I have had the best intentions to write all week. The best laid plans…..gone awry.
We all have our nemesis in life. Mine is Verizon. Verizon has plagued me for years. I began to suspect that there was a plot to bump me off the internet when I first signed up with them years ago. I have been bumped many times for no apparent reason. And it only happens in my apartment, not my next door neighbor or the person who lives below me. What else could I think? For this position, I have been referred to as a drama queen and that may be a true but I am the one who lives in the third rung of computer hell. Nevertheless, when the accidental moment that I am kicked off the internet by the “main office,” I am set upon by demons for days. I live with continual anxiety and frustration This time my internet phone was part of this insidious plot to deprive me of my major source of communication, except for my cell phone, which still worked. Thank you T-Mobile.
That being said, I usually call the most dependable man I know in the world to rescue me, (the exception is my best friend, John, my tango student and loyal supporter of my drama queen existence). John knows nothing about anything electrical. He can’t even work a DVD player. He just adores that I wig out and act like a female King Lear and rail against the electronic universe.
The week began well after my extended stay in Las Vegas. I was tired last Monday but taught my classes with assurance. On Tuesday, I awoke to no internet and no internet phone. Now, I love my internet phone, courtesy of my son, Jonathan, who owns the company that supplies broadband to rural areas around the country. His internet services also provides VOIP (voice over internet provider;, i.e., phone service that is connected to the internet). It’s most efficient and very inexpensive. It’s like Vonnage but it’s call Keyon.
The week previous, I was kicked off my internet for no reason and Verizon reconfigured my moden. It worked but my phone was dead. Verizon insisted on sending me a new modem because mine was old. When it arrived, I called Verizon to reconfigure it. For two days, the minutes ticking off on my cell phone, no one at that company could reconfigure the new modem. Finally, on Wednesday, I asked for a manager. Over an hour later, he told me it was my internet phone that was at fault! “No,” I said with over the top hostility, “the phone isn’t the problem. You can’t put the blame on an internet phone with its own router. You are the problem because you don’t know what you are doing! Next call is to the Better Business Bureau.” It went on and on and I finally had to give it up to the universe because I had to teach a class.
By Wednesday evening, after having spent hours under my desk plugging in cable to one box and then another, I was in tears and dripping with sweat. LA is experiencing a heat wave and I have no air conditioning. Drama queen time. I left to go dancing because what is a girl to do? Dancing tango was the only option. I limped out the door, clothes sticking everywhere on my body wondering where was my white night when I needed him?
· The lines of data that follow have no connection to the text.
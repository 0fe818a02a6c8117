//! Inverse field resolution.
//!
//! # Responsibility
//! - Decide, once at schema build time, which field on the target model is
//!   the reciprocal of each relationship field.
//!
//! # Invariants
//! - Resolution order: explicit `inverse` option, then an explicit
//!   back-reference declared on the target, then the unique inferable field.
//! - Ambiguity is a configuration error, never an edit-time error.
//! - An explicitly inverse-less field always resolves to `None`.

use crate::schema::definition::{InverseDecl, ModelDef, RelationshipDef};
use crate::schema::{SchemaError, SchemaResult};
use std::collections::BTreeMap;

/// Resolves the inverse field of `model.field`.
///
/// Returns `Ok(None)` when the field is inverse-less (declared or because
/// no candidate exists on the target model).
pub(crate) fn resolve_inverse(
    models: &BTreeMap<String, ModelDef>,
    model: &str,
    field: &str,
    def: &RelationshipDef,
) -> SchemaResult<Option<String>> {
    let target = models
        .get(def.target.as_str())
        .ok_or_else(|| SchemaError::UnknownTarget {
            model: model.to_string(),
            field: field.to_string(),
            target: def.target.clone(),
        })?;

    match &def.inverse {
        InverseDecl::NoInverse => Ok(None),
        InverseDecl::Named(name) => {
            let candidate =
                target
                    .relationships
                    .get(name.as_str())
                    .ok_or_else(|| SchemaError::UnknownInverse {
                        model: model.to_string(),
                        field: field.to_string(),
                        inverse: name.clone(),
                    })?;
            let points_back = candidate.target == model
                && match &candidate.inverse {
                    InverseDecl::Infer => true,
                    InverseDecl::Named(back) => back == field,
                    InverseDecl::NoInverse => false,
                };
            if !points_back {
                return Err(SchemaError::InverseMismatch {
                    model: model.to_string(),
                    field: field.to_string(),
                    inverse: name.clone(),
                });
            }
            Ok(Some(name.clone()))
        }
        InverseDecl::Infer => {
            let explicit_back_refs: Vec<String> = target
                .relationships
                .iter()
                .filter(|(_, candidate)| {
                    candidate.target == model
                        && matches!(&candidate.inverse, InverseDecl::Named(back) if back == field)
                })
                .map(|(name, _)| name.clone())
                .collect();
            if let Some(found) = pick_unique(model, field, explicit_back_refs)? {
                return Ok(Some(found));
            }

            let inferable: Vec<String> = target
                .relationships
                .iter()
                .filter(|(name, candidate)| {
                    candidate.target == model
                        && candidate.inverse == InverseDecl::Infer
                        && !(def.target == model && name.as_str() == field)
                })
                .map(|(name, _)| name.clone())
                .collect();
            pick_unique(model, field, inferable)
        }
    }
}

fn pick_unique(
    model: &str,
    field: &str,
    mut candidates: Vec<String>,
) -> SchemaResult<Option<String>> {
    match candidates.len() {
        0 => Ok(None),
        1 => Ok(candidates.pop()),
        _ => Err(SchemaError::AmbiguousInverse {
            model: model.to_string(),
            field: field.to_string(),
            candidates,
        }),
    }
}
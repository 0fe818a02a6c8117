//! Async relationship resolution with single in-flight fetch per relationship.
//!
//! # Responsibility
//! - Decide whether reading an async relationship needs adapter work.
//! - Start at most one adapter fetch per relationship and attach later
//!   readers to it.
//! - Apply settled results in one edit and resume every waiter.
//!
//! # Invariants
//! - A failed fetch leaves canonical state unchanged and does not mark the
//!   relationship loaded, so the next read retries.
//! - A successful fetch marks the relationship loaded; it is never refetched.
//! - A result is dropped unless the owner's relationship still awaits that
//!   fetch id, so a record unloaded and pushed again ignores the old fetch.
//! - Only link fetches replace canonical membership. Related-record fetches
//!   load the referenced records and leave membership as it was.

use crate::adapter::{AdapterError, AdapterResult, LinkPayload};
use crate::model::key::RecordKey;
use crate::model::lifecycle::{LifecycleEvent, LifecycleState};
use crate::payload::EntityPayload;
use crate::relationship::resolution::{
    FetchError, FetchId, FromRelated, RelatedValue, RelationshipHandle,
};
use crate::schema::definition::RelationshipKind;
use crate::schema::ResolvedRelationship;
use crate::store::{Store, StoreError, StoreResult};
use futures::channel::oneshot;
use futures::future::{self, join_all, LocalBoxFuture};
use futures::FutureExt;
use log::{debug, info, warn};

/// One adapter fetch awaiting `Store::settle`.
pub(crate) struct InFlightFetch {
    ticket: FetchTicket,
    future: LocalBoxFuture<'static, AdapterResult<LinkPayload>>,
}

struct FetchTicket {
    id: FetchId,
    owner: RecordKey,
    field: String,
    source: FetchSource,
    /// Members moved to `loading` for this fetch.
    stubs: Vec<RecordKey>,
}

#[derive(Debug, Clone, Copy, PartialEq, Eq)]
enum FetchSource {
    Link,
    Related,
}

impl FetchSource {
    fn as_str(self) -> &'static str {
        match self {
            Self::Link => "link",
            Self::Related => "related",
        }
    }
}

enum FetchPlan {
    Ready,
    Join,
    ByLink(String),
    Related(Vec<RecordKey>),
}

impl Store {
    /// Reads an async-capable belongs-to field, fetching it when needed.
    ///
    /// The handle is ready immediately for sync, loaded or locally edited
    /// relationships; otherwise it completes after `settle`.
    pub fn request_belongs_to(
        &mut self,
        owner: &RecordKey,
        field: &str,
    ) -> StoreResult<RelationshipHandle<Option<RecordKey>>> {
        self.request_related(owner, field, RelationshipKind::BelongsTo)
    }

    /// Reads an async-capable has-many field, fetching it when needed.
    pub fn request_has_many(
        &mut self,
        owner: &RecordKey,
        field: &str,
    ) -> StoreResult<RelationshipHandle<Vec<RecordKey>>> {
        self.request_related(owner, field, RelationshipKind::HasMany)
    }

    /// Requests, settles and awaits a belongs-to value.
    pub async fn load_belongs_to(
        &mut self,
        owner: &RecordKey,
        field: &str,
    ) -> StoreResult<Option<RecordKey>> {
        let handle = self.request_belongs_to(owner, field)?;
        if handle.is_pending() {
            self.settle().await;
        }
        Ok(handle.await?)
    }

    /// Requests, settles and awaits has-many members.
    pub async fn load_has_many(
        &mut self,
        owner: &RecordKey,
        field: &str,
    ) -> StoreResult<Vec<RecordKey>> {
        let handle = self.request_has_many(owner, field)?;
        if handle.is_pending() {
            self.settle().await;
        }
        Ok(handle.await?)
    }

    /// Number of adapter fetches started but not yet settled.
    pub fn pending_fetches(&self) -> usize {
        self.in_flight.len()
    }

    /// Drives every in-flight fetch to completion and applies the results
    /// in one edit. Returns the number of fetches settled.
    pub async fn settle(&mut self) -> usize {
        let in_flight = std::mem::take(&mut self.in_flight);
        if in_flight.is_empty() {
            return 0;
        }
        let mut tickets = Vec::with_capacity(in_flight.len());
        let mut futures = Vec::with_capacity(in_flight.len());
        for fetch in in_flight {
            tickets.push(fetch.ticket);
            futures.push(fetch.future);
        }

        let outcomes = join_all(futures).await;
        let settled = outcomes.len();
        self.in_edit(|store| {
            for (ticket, outcome) in tickets.into_iter().zip(outcomes) {
                store.complete_fetch(ticket, outcome);
            }
        });
        debug!("event=fetch_settle module=store status=ok fetches={settled}");
        settled
    }

    fn request_related<T: FromRelated>(
        &mut self,
        owner: &RecordKey,
        field: &str,
        kind: RelationshipKind,
    ) -> StoreResult<RelationshipHandle<T>> {
        let def = self.relationship_def_of_kind(&owner.model, field, kind)?;
        let state = self
            .peek_record(owner)
            .ok_or_else(|| StoreError::RecordNotFound(owner.clone()))?
            .state();
        if state == LifecycleState::DeletedSaved {
            return Err(StoreError::RecordDeleted(owner.clone()));
        }

        let (source, stubs, future) = match self.plan_fetch(owner, &def) {
            FetchPlan::Ready => {
                let value = self.related_value(owner, &def);
                return Ok(RelationshipHandle::ready(T::from_related(value)?));
            }
            FetchPlan::Join => {
                let (waiter, receiver) = oneshot::channel();
                let joined = self
                    .records
                    .get_mut(owner)
                    .and_then(|record| record.relationship_mut(field))
                    .is_some_and(|rel| rel.meta_mut().fetch.join(waiter));
                if !joined {
                    return Err(StoreError::Fetch(FetchError::Cancelled));
                }
                debug!("event=fetch_join module=store status=ok key={owner} field={field}");
                return Ok(RelationshipHandle::waiting(receiver));
            }
            FetchPlan::ByLink(link) => {
                let future = match &self.adapter {
                    Some(adapter) => adapter.fetch_by_link(&link),
                    None => missing_adapter(),
                };
                (FetchSource::Link, Vec::new(), future)
            }
            FetchPlan::Related(stubs) => {
                self.in_edit(|store| {
                    stubs
                        .iter()
                        .try_for_each(|stub| store.transition(stub, LifecycleEvent::LoadStarted))
                })?;
                let future = match (&self.adapter, kind) {
                    (Some(adapter), RelationshipKind::BelongsTo) => adapter
                        .fetch_related_record(owner, field)
                        .map(|result| result.map(LinkPayload::One))
                        .boxed_local(),
                    (Some(adapter), RelationshipKind::HasMany) => adapter
                        .fetch_related_records(owner, field)
                        .map(|result| result.map(LinkPayload::Many))
                        .boxed_local(),
                    (None, _) => missing_adapter(),
                };
                (FetchSource::Related, stubs, future)
            }
        };

        self.next_fetch_id += 1;
        let id = self.next_fetch_id;
        info!(
            "event=fetch_start module=store status=ok key={owner} field={field} fetch={id} via={} stubs={}",
            source.as_str(),
            stubs.len()
        );
        let (waiter, receiver) = oneshot::channel();
        if let Some(record) = self.records.get_mut(owner) {
            record
                .relationship_or_insert(&def)
                .meta_mut()
                .fetch
                .begin(id, waiter);
        }
        self.in_flight.push(InFlightFetch {
            ticket: FetchTicket {
                id,
                owner: owner.clone(),
                field: field.to_string(),
                source,
                stubs,
            },
            future,
        });
        Ok(RelationshipHandle::waiting(receiver))
    }

    fn plan_fetch(&mut self, owner: &RecordKey, def: &ResolvedRelationship) -> FetchPlan {
        if !def.is_async {
            return FetchPlan::Ready;
        }
        let Some(record) = self.records.get_mut(owner) else {
            return FetchPlan::Ready;
        };
        let rel = record.relationship_or_insert(def);
        if rel.meta().has_loaded() || rel.is_dirty() {
            return FetchPlan::Ready;
        }
        if rel.meta().is_fetch_pending() {
            return FetchPlan::Join;
        }
        if let Some(link) = rel.meta().link() {
            return FetchPlan::ByLink(link.to_string());
        }
        let members = rel.referenced();
        let stubs: Vec<RecordKey> = members
            .into_iter()
            .filter(|member| {
                self.records
                    .get(member)
                    .is_some_and(|record| record.state().is_empty())
            })
            .collect();
        if stubs.is_empty() {
            FetchPlan::Ready
        } else {
            FetchPlan::Related(stubs)
        }
    }

    /// Current value of a relationship as handed to readers.
    pub(crate) fn related_value(&self, owner: &RecordKey, def: &ResolvedRelationship) -> RelatedValue {
        let rel = self
            .records
            .get(owner)
            .and_then(|record| record.relationship(&def.name));
        match def.kind {
            RelationshipKind::BelongsTo => RelatedValue::One(
                rel.and_then(|rel| rel.as_belongs_to())
                    .and_then(|rel| rel.current().cloned()),
            ),
            RelationshipKind::HasMany => {
                let members = rel
                    .and_then(|rel| rel.as_has_many())
                    .map(|rel| rel.current())
                    .unwrap_or_default();
                RelatedValue::Many(self.visible_members(members))
            }
        }
    }

    fn complete_fetch(&mut self, ticket: FetchTicket, outcome: AdapterResult<LinkPayload>) {
        let FetchTicket {
            id,
            owner,
            field,
            source,
            stubs,
        } = ticket;
        let owner = &owner;
        let field = field.as_str();
        let issued_here = self
            .peek_record(owner)
            .and_then(|record| record.relationship(field))
            .is_some_and(|rel| rel.meta().fetch.awaits(id));
        let def = match self.relationship_def(&owner.model, field) {
            Ok(def) if issued_here => def,
            _ => {
                self.reset_stubs(&stubs);
                warn!("event=fetch_complete module=store status=cancelled key={owner} field={field} fetch={id}");
                return;
            }
        };

        let result = outcome
            .map_err(|err: AdapterError| FetchError::Adapter(err.message().to_string()))
            .and_then(|payload| self.validate_fetched(owner, &def, payload));

        match result {
            Ok(FetchedData { entities, value }) => {
                for entity in entities {
                    self.apply_entity(entity);
                }
                match (source, value) {
                    (FetchSource::Link, RelatedKeys::One(target)) => {
                        self.push_belongs_to(owner, &def, target)
                    }
                    (FetchSource::Link, RelatedKeys::Many(members)) => {
                        self.push_has_many(owner, &def, members)
                    }
                    (FetchSource::Related, _) => {}
                }
                self.reset_stubs(&stubs);
                let value = self.related_value(owner, &def);
                let waiters = match self
                    .records
                    .get_mut(owner)
                    .and_then(|record| record.relationship_mut(field))
                {
                    Some(rel) => {
                        let meta = rel.meta_mut();
                        meta.has_loaded = true;
                        meta.fetch.take_waiters()
                    }
                    None => Vec::new(),
                };
                info!(
                    "event=fetch_complete module=store status=ok key={owner} field={field} fetch={id} waiters={}",
                    waiters.len()
                );
                for waiter in waiters {
                    let _ = waiter.send(Ok(value.clone()));
                }
            }
            Err(err) => {
                self.reset_stubs(&stubs);
                let waiters = self
                    .records
                    .get_mut(owner)
                    .and_then(|record| record.relationship_mut(field))
                    .map(|rel| rel.meta_mut().fetch.take_waiters())
                    .unwrap_or_default();
                warn!(
                    "event=fetch_complete module=store status=error key={owner} field={field} fetch={id} waiters={} error={err}",
                    waiters.len()
                );
                for waiter in waiters {
                    let _ = waiter.send(Err(err.clone()));
                }
            }
        }
    }

    /// Returns stubs still `loading` to `empty`.
    fn reset_stubs(&mut self, stubs: &[RecordKey]) {
        for stub in stubs {
            let loading = self
                .peek_record(stub)
                .is_some_and(|record| record.state() == LifecycleState::Loading);
            if loading {
                let _ = self.transition(stub, LifecycleEvent::LoadFailed);
            }
        }
    }

    fn validate_fetched(
        &self,
        owner: &RecordKey,
        def: &ResolvedRelationship,
        payload: LinkPayload,
    ) -> Result<FetchedData, FetchError> {
        let (entities, value) = match (payload, def.kind) {
            (LinkPayload::One(entity), RelationshipKind::BelongsTo) => {
                let target = entity.as_ref().map(EntityPayload::key);
                (entity.into_iter().collect::<Vec<_>>(), RelatedKeys::One(target))
            }
            (LinkPayload::Many(entities), RelationshipKind::HasMany) => {
                let members = entities.iter().map(EntityPayload::key).collect();
                (entities, RelatedKeys::Many(members))
            }
            (_, kind) => {
                return Err(FetchError::InvalidPayload(format!(
                    "`{}.{}` expects {} data",
                    owner.model,
                    def.name,
                    kind.as_str()
                )))
            }
        };
        for entity in &entities {
            if entity.model != def.target {
                return Err(FetchError::InvalidPayload(format!(
                    "`{}.{}` expects `{}` records, got `{}`",
                    owner.model, def.name, def.target, entity.model
                )));
            }
            self.validate_entity(entity)
                .map_err(|err| FetchError::InvalidPayload(err.to_string()))?;
        }
        Ok(FetchedData { entities, value })
    }
}

struct FetchedData {
    entities: Vec<EntityPayload>,
    value: RelatedKeys,
}

enum RelatedKeys {
    One(Option<RecordKey>),
    Many(Vec<RecordKey>),
}

fn missing_adapter() -> LocalBoxFuture<'static, AdapterResult<LinkPayload>> {
    future::ready(Err(AdapterError::new("no adapter configured"))).boxed_local()
}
I called my white night, my tech guy, to tell him of my problem. Now, he’s a very busy guy in LA. He’s the go-to Mac guy. He’s the one we all depend on to solve our problems. He’s the mensch among mensches. Gasping for air because I was in at a stand still in traffic on Santa Monica Blvd, in the middle of West Los Angeles, I poured out my story on my almost dead cell phone. “I’ll be there in the morning,” Joel said.
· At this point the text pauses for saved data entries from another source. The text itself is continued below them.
use ratatui::{
    layout::Rect,
    style::{Modifier, Style},
    text::{Line, Span},
    widgets::Paragraph,
    Frame,
};

use crate::app::App;
use crate::theme::GruvboxMaterial;

pub struct BatchBannerWidget;

impl BatchBannerWidget {
    pub fn render(frame: &mut Frame, area: Rect, app: &App) {
        let mut tagline = vec![Span::styled(
            app.banner.visible().to_string(),
            Style::default()
                .fg(GruvboxMaterial::ORANGE)
                .add_modifier(Modifier::BOLD),
        )];
        if !app.banner.is_complete() {
            tagline.push(Span::styled(
                "▌",
                Style::default().fg(GruvboxMaterial::GREY2),
            ));
        }

        let batch_line = match &app.upcoming {
            Some(course) => Line::from(vec![
                Span::styled(
                    "📅 New batch starting on: ",
                    Style::default().fg(GruvboxMaterial::GREY2),
                ),
                Span::styled(
                    course.start_date_ymd(),
                    Style::default().fg(GruvboxMaterial::AQUA),
                ),
                Span::styled(
                    "   ⏱ Duration: ",
                    Style::default().fg(GruvboxMaterial::GREY2),
                ),
                Span::styled(
                    course.duration.clone(),
                    Style::default().fg(GruvboxMaterial::AQUA),
                ),
            ]),
            None => Line::raw(""),
        };

        let paragraph = Paragraph::new(vec![Line::from(tagline), batch_line])
            .style(Style::default().bg(GruvboxMaterial::BG0));
        frame.render_widget(paragraph, area);
    }
}
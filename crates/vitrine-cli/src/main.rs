use std::sync::Arc;

use anyhow::Result;
use clap::{Parser, Subcommand, ValueEnum};
use tracing_subscriber::{layer::SubscriberExt, util::SubscriberInitExt};

use vitrine_core::AppConfig;

mod commands;

#[derive(Parser)]
#[command(name = "vitrine")]
#[command(author, version, about = "A terminal showcase board for live institute content")]
struct Cli {
    #[command(subcommand)]
    command: Option<Commands>,
}

#[derive(Subcommand)]
enum Commands {
    /// Start the TUI
    Run,
    /// Fetch one collection and print it
    Show {
        /// Which collection to fetch
        #[arg(value_enum)]
        collection: Collection,
    },
}

#[derive(Debug, Clone, Copy, ValueEnum)]
pub enum Collection {
    Certificates,
    Courses,
    Trainings,
    Placements,
    Contacts,
}

#[tokio::main]
async fn main() -> Result<()> {
    let cli = Cli::parse();

    // Load configuration
    let config = Arc::new(AppConfig::load()?);

    // Initialize logging; RUST_LOG overrides the configured level
    tracing_subscriber::registry()
        .with(tracing_subscriber::EnvFilter::new(
            std::env::var("RUST_LOG").unwrap_or_else(|_| config.general.log_level.clone()),
        ))
        .with(tracing_subscriber::fmt::layer().with_target(false))
        .init();

    match cli.command {
        Some(Commands::Run) | None => commands::run::run(config).await,
        Some(Commands::Show { collection }) => commands::show::run(&config, collection).await,
    }
}
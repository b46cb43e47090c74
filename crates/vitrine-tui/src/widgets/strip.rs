//! Column-window composition for horizontal marquee tracks
//!
//! A track's doubled cell sequence is laid out as one long strip; the
//! visible part is the `width`-column window starting at the scroll offset.

use unicode_width::{UnicodeWidthChar, UnicodeWidthStr};

/// Extract a display-column window `[skip, skip + take)` from `text`
///
/// Wide characters straddling a window edge are replaced by spaces for
/// their visible columns; the result is padded to exactly `take` columns.
pub(crate) fn clip_columns(text: &str, skip: usize, take: usize) -> String {
    let end = skip + take;
    let mut out = String::with_capacity(take);
    let mut col = 0usize;
    let mut filled = 0usize;

    for ch in text.chars() {
        let w = ch.width().unwrap_or(0);
        if w == 0 {
            continue;
        }
        let ch_start = col;
        let ch_end = col + w;
        col = ch_end;

        if ch_end <= skip {
            continue;
        }
        if ch_start >= end {
            break;
        }

        if ch_start < skip || ch_end > end {
            let visible = ch_end.min(end) - ch_start.max(skip);
            for _ in 0..visible {
                out.push(' ');
            }
            filled += visible;
        } else {
            out.push(ch);
            filled += w;
        }
    }

    for _ in filled..take {
        out.push(' ');
    }
    out
}

/// Compose the visible window of a marquee strip
///
/// `cells` is the track's doubled sequence as `(text, extent)` pairs, where
/// `extent` is the cell's total column footprint including its trailing gap
/// (text shorter than the extent is padded). The sequence is cycled, so the
/// window is well defined even when the viewport is wider than the strip.
pub(crate) fn marquee_window<'a, I>(cells: I, offset: usize, width: usize) -> String
where
    I: Iterator<Item = (&'a str, u16)> + Clone,
{
    let copy_extent: usize = cells.clone().map(|(_, w)| w as usize).sum();
    if copy_extent == 0 || width == 0 {
        return " ".repeat(width);
    }

    let needed = offset + width;
    let mut strip = String::with_capacity(needed + 8);
    let mut built = 0usize;

    'fill: loop {
        for (text, extent) in cells.clone() {
            if built >= needed {
                break 'fill;
            }
            strip.push_str(text);
            let text_width = text.width();
            for _ in text_width..extent as usize {
                strip.push(' ');
            }
            built += extent as usize;
        }
    }

    clip_columns(&strip, offset, width)
}

/// Screen positions of the cells visible in a marquee window
///
/// Walks the doubled sequence of `extent`s the same way `marquee_window`
/// builds its strip and reports, for every cell intersecting the window,
/// `(cell_index, screen_start, extent)`. `screen_start` is relative to the
/// window's left edge and negative for a cell partly scrolled out.
pub(crate) fn window_spans<I>(extents: I, offset: usize, width: usize) -> Vec<(usize, i32, u16)>
where
    I: Iterator<Item = u16> + Clone,
{
    let total: usize = extents.clone().map(|w| w as usize).sum();
    if total == 0 || width == 0 {
        return Vec::new();
    }

    let end = offset + width;
    let mut spans = Vec::new();
    let mut pos = 0usize;

    'walk: loop {
        for (i, extent) in extents.clone().enumerate() {
            if pos >= end {
                break 'walk;
            }
            let e = extent as usize;
            if e > 0 && pos + e > offset {
                spans.push((i, pos as i32 - offset as i32, extent));
            }
            pos += e;
        }
    }

    spans
}

#[cfg(test)]
mod tests {
    use super::*;

    #[test]
    fn test_clip_plain_ascii() {
        assert_eq!(clip_columns("abcdef", 2, 3), "cde");
    }

    #[test]
    fn test_clip_pads_short_input() {
        assert_eq!(clip_columns("ab", 0, 5), "ab   ");
    }

    #[test]
    fn test_clip_wide_char_at_edge_becomes_space() {
        // "你" is two columns; skipping one column cuts it in half
        assert_eq!(clip_columns("你a", 1, 2), " a");
    }

    #[test]
    fn test_window_cycles_past_strip_end() {
        let cells = [("ab", 3u16), ("cd", 3u16)];
        let doubled = cells.iter().chain(cells.iter()).map(|&(t, w)| (t, w));

        // One copy is 6 columns; a window starting near the end wraps onto
        // the duplicated content with no seam
        let window = marquee_window(doubled, 3, 6);
        assert_eq!(window, "cd ab ");
    }

    #[test]
    fn test_window_wider_than_content_repeats() {
        let cells = [("x", 2u16)];
        let doubled = cells.iter().chain(cells.iter()).map(|&(t, w)| (t, w));
        assert_eq!(marquee_window(doubled, 0, 6), "x x x ");
    }

    #[test]
    fn test_empty_cells_render_blank() {
        let window = marquee_window(std::iter::empty::<(&str, u16)>(), 0, 4);
        assert_eq!(window, "    ");
    }

    #[test]
    fn test_window_at_offset_zero_is_strip_head() {
        let cells = [("hi", 4u16)];
        let doubled = cells.iter().chain(cells.iter()).map(|&(t, w)| (t, w));
        assert_eq!(marquee_window(doubled, 0, 4), "hi  ");
    }

    fn doubled_extents(extents: &[u16]) -> impl Iterator<Item = u16> + Clone + '_ {
        extents.iter().chain(extents.iter()).copied()
    }

    #[test]
    fn test_spans_wrap_onto_duplicate() {
        // Two 3-column cells doubled; window past the first copy's end
        let spans = window_spans(doubled_extents(&[3, 3]), 3, 6);
        assert_eq!(spans, vec![(1, 0, 3), (2, 3, 3)]);
    }

    #[test]
    fn test_spans_report_partial_leading_cell() {
        let spans = window_spans(doubled_extents(&[3, 3]), 1, 6);
        assert_eq!(spans, vec![(0, -1, 3), (1, 2, 3), (2, 5, 3)]);
    }

    #[test]
    fn test_spans_cycle_when_window_wider_than_strip() {
        let spans = window_spans(doubled_extents(&[2]), 0, 6);
        assert_eq!(spans, vec![(0, 0, 2), (1, 2, 2), (0, 4, 2)]);
    }

    #[test]
    fn test_spans_empty_track() {
        assert!(window_spans(std::iter::empty::<u16>(), 0, 10).is_empty());
    }
}
use ratatui::{
    layout::Rect,
    style::Style,
    text::{Line, Span},
    widgets::Paragraph,
    Frame,
};
use unicode_width::UnicodeWidthStr;

use crate::app::App;
use crate::theme::GruvboxMaterial;

pub struct StatusBarWidget;

impl StatusBarWidget {
    pub fn render(frame: &mut Frame, area: Rect, app: &App) {
        let status_text = if let Some(msg) = &app.status_message {
            format!(" {}", msg)
        } else {
            Self::contact_line(app)
        };

        let help_hint = " q:quit Tab:panels Space:pause r:refresh ";
        let padding_len = area
            .width
            .saturating_sub(status_text.width() as u16 + help_hint.width() as u16)
            as usize;

        let line = Line::from(vec![
            Span::styled(
                status_text,
                Style::default()
                    .fg(GruvboxMaterial::FG0)
                    .bg(GruvboxMaterial::BG2),
            ),
            Span::styled(
                " ".repeat(padding_len),
                Style::default().bg(GruvboxMaterial::BG2),
            ),
            Span::styled(
                help_hint,
                Style::default()
                    .fg(GruvboxMaterial::GREY2)
                    .bg(GruvboxMaterial::BG2),
            ),
        ]);

        frame.render_widget(Paragraph::new(line), area);
    }

    /// Footer contact details; absent fields are hidden, not rendered empty
    fn contact_line(app: &App) -> String {
        let Some(contact) = &app.contact else {
            return String::from(" ");
        };

        let mut parts = Vec::new();
        if let Some(mobile) = &contact.mobile {
            parts.push(format!("📞 {}", mobile));
        }
        if let Some(email) = &contact.email {
            parts.push(format!("✉ {}", email));
        }
        if contact.instagram.is_some() {
            parts.push("Instagram ✓".to_string());
        }
        if contact.linkedin.is_some() {
            parts.push("LinkedIn ✓".to_string());
        }

        if parts.is_empty() {
            String::from(" ")
        } else {
            format!(" {}", parts.join("  |  "))
        }
    }
}
mod service;

pub use service::{RefreshEvent, RefreshService};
What guy do you know that leaps to help a woman in distress without asking questions? I felt like the Medieval lady in the tower waiting to be rescued by my white knight. No censuring. No admonishing. No questions asked. “I’ll be there in the morning.”
And he came at nine in the morning and it took him less than seven minutes to fix the problem and my internet phone was working.
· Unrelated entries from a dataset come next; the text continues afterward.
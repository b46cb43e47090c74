pub mod app;
pub mod event;
pub mod image_renderer;
pub mod images;
pub mod input;
pub mod theme;
pub mod typewriter;
pub mod widgets;

pub use app::App;
pub use theme::GruvboxMaterial;
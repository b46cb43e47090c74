use thiserror::Error;

#[derive(Error, Debug)]
pub enum Error {
    #[error("HTTP request error: {0}")]
    Http(#[from] reqwest::Error),

    #[error("JSON error: {0}")]
    Json(#[from] serde_json::Error),

    #[error("URL parsing error: {0}")]
    UrlParse(#[from] url::ParseError),

    #[error("IO error: {0}")]
    Io(#[from] std::io::Error),

    #[error("Configuration error: {0}")]
    Config(String),

    #[error("{0}")]
    Other(String),
}

pub type Result<T> = std::result::Result<T, Error>;
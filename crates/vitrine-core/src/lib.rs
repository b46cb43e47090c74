pub mod config;
pub mod content;
pub mod error;
pub mod marquee;
pub mod scheduler;

pub use config::AppConfig;
pub use error::{Error, Result};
But it got me thinking not just about the men I have known who make unkind comments about a woman’s lack of tech knowledge (although I’m pretty good at understanding what needs to be done and I wasn’t far off solving the problem – another day would have done it as I plugged one cable wire into another input into another input). But I what was most terrifying was that I began to understand that my brain had irrevocably attached itself to my computer. I couldn’t bloody think without it. It thought for me. My computer ran my life. It was my life. OMG!
I’m ashamed to cop to the state of my mind. I had been writing on my Mac for two years straight on my book, and I couldn’t survive without it for one day, one night, one minute, one second. Has my computer truly become me and I, in turn, have become my computer. Yes, damnit!
I vowed then and there that I would try, really try let it go, to find my brain again, the brain without the computer, the brain that could actually create without a keyboard.
First vow: I’m not taking my computer to my yoga retreat at the end of the month.
Second vow: I’m not taking my computer to Bali in August.
Third vow: I’m only going to only use my computer to set up the marketing of my book, Sixty, Sex, & Tango, to set up a book signing, to interface with others only when is necessary (except for a few people). I mean really a few people like my publisher, my marketing counselor, the person who will shoot another tango video for me in August, the subs who will teach my classes when I’m gone, and, oh, yes, my other computer addicted friend whose brain is also attached to his computer. What would he do without me?
My name is Joan and I am an addict. I think I need to review the 12 steps.